You can use Managed Service for Kubernetes node groups for workloads on GPUs without pre-installed drivers. Use the GPU Operator to select a suitable driver version.

To prepare your cluster and Managed Service for Kubernetes node group without pre-installed drivers for running workloads:

Install the GPU Operator
Check that drivers are installed correctly

If you no longer need the resources you created, delete them.

Getting started

If you don't have the Nebius AI command line interface yet, install and initialize it.

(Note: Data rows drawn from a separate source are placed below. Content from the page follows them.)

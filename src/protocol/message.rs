//! Request and error-response records.
//!
//! Both formats carry the same logical shape:
//!
//! ```text
//! request:  { "function": <string>, "data": <any> }
//! error:    { "error": <string>, "function": <string> }
//! ```
//!
//! A successful response has no envelope; it is the handler's value as-is.

use serde::{Deserialize, Serialize};

/// Decoded payload value: null, bool, number, string, array or object.
pub type Payload = serde_json::Value;

/// A request decoded from one frame.
#[derive(Debug, Clone, PartialEq, Serialize, Deserialize)]
pub struct Request {
    /// Name of the function to invoke. `None` means the frame is ignored.
    #[serde(default, skip_serializing_if = "Option::is_none")]
    pub function: Option<String>,
    /// Argument passed to the handler.
    #[serde(default)]
    pub data: Payload,
}

impl Request {
    /// Build a request for `function` carrying `data`.
    pub fn new(function: impl Into<String>, data: Payload) -> Self {
        Self {
            function: Some(function.into()),
            data,
        }
    }
}

/// Error payload sent back when a call fails.
#[derive(Debug, Clone, PartialEq, Eq, Serialize, Deserialize)]
pub struct ErrorResponse {
    /// Human-readable failure message.
    pub error: String,
    /// Function the failed call named.
    pub function: String,
}

impl ErrorResponse {
    /// Build an error response for `function`.
    pub fn new(function: impl Into<String>, error: impl Into<String>) -> Self {
        Self {
            error: error.into(),
            function: function.into(),
        }
    }
}

#[cfg(test)]
mod tests {
    use super::*;
    use serde_json::json;

    #[test]
    fn test_missing_data_is_null() {
        let req: Request = serde_json::from_str(r#"{"function":"ping"}"#).unwrap();
        assert_eq!(req.function.as_deref(), Some("ping"));
        assert_eq!(req.data, Payload::Null);
    }

    #[test]
    fn test_missing_function_is_none() {
        let req: Request = serde_json::from_str(r#"{"data":[1,2]}"#).unwrap();
        assert!(req.function.is_none());
        assert_eq!(req.data, json!([1, 2]));
    }

    #[test]
    fn test_field_names_are_exact() {
        // Wrong casing is not an alias; the request simply has no function.
        let req: Request = serde_json::from_str(r#"{"Function":"echo"}"#).unwrap();
        assert!(req.function.is_none());
    }

    #[test]
    fn test_error_response_shape() {
        let value = serde_json::to_value(ErrorResponse::new("sum", "boom")).unwrap();
        assert_eq!(value, json!({"error": "boom", "function": "sum"}));
    }
}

The folder specified in the CLI profile is used by default. You can specify a different folder using the --folder-name or --folder-id parameter.
Create a Managed Service for Kubernetes cluster with any suitable configuration.
Create a node group on a platform with a GPU, and enable Do not install GPU drivers.
Install kubectl and configure it to work with the created cluster.

Install the GPU Operator

Install Helm v3.7.0 or higher.

Download and install the NVIDIA GPU Operator Helm chart from Nebius AI Marketplace:

helm pull oci://cr.ai.nebius.cloud/yc-marketplace/nebius/nvidia-gpu-operator/chart/gpu-operator \
  --version v24.3.0
helm install gpu-operator ./gpu-operator-v24.3.0.tgz \
  --namespace nvidia-gpu-operator \
  --create-namespace \
  --set driver.upgradePolicy.autoUpgrade=false \
  --set driver.rdma.enabled=true \
  --wait

This command installs NVIDIA drivers version 535.161.08 with GPUDirect RDMA support and NVIDIA Container Toolkit.

Check that drivers are installed correctly

Get the nvidia-driver-daemonset pod logs:

DRIVERS_POD_NAME="$(kubectl get pods --namespace nvidia-gpu-operator | grep nvidia-driver-daemonset | awk '{print $1}')" && \
kubectl --namespace nvidia-gpu-operator logs "${DRIVERS_POD_NAME}"

They should contain a message saying that the driver has been installed successfully, e.g.:

Defaulted container "nvidia-driver-ctr" out of: nvidia-driver-ctr, k8s-driver-manager (init)
DRIVER_ARCH is x86_64
Creating directory NVIDIA-Linux-x86_64-535.161.08
Verifying archive integrity... OK
Uncompressing NVIDIA Accelerated Graphics Driver for Linux-x86_64 535.161.08

...

Loading NVIDIA driver kernel modules...
+ modprobe nvidia
+ modprobe nvidia-uvm
+ modprobe nvidia-modeset

...

Done, now waiting for signal

Now, you can run GPU-based workloads by following the Running workloads with GPUs guide.

Delete the resources you created

To stop charges for the Kubernetes cluster you have created, delete it.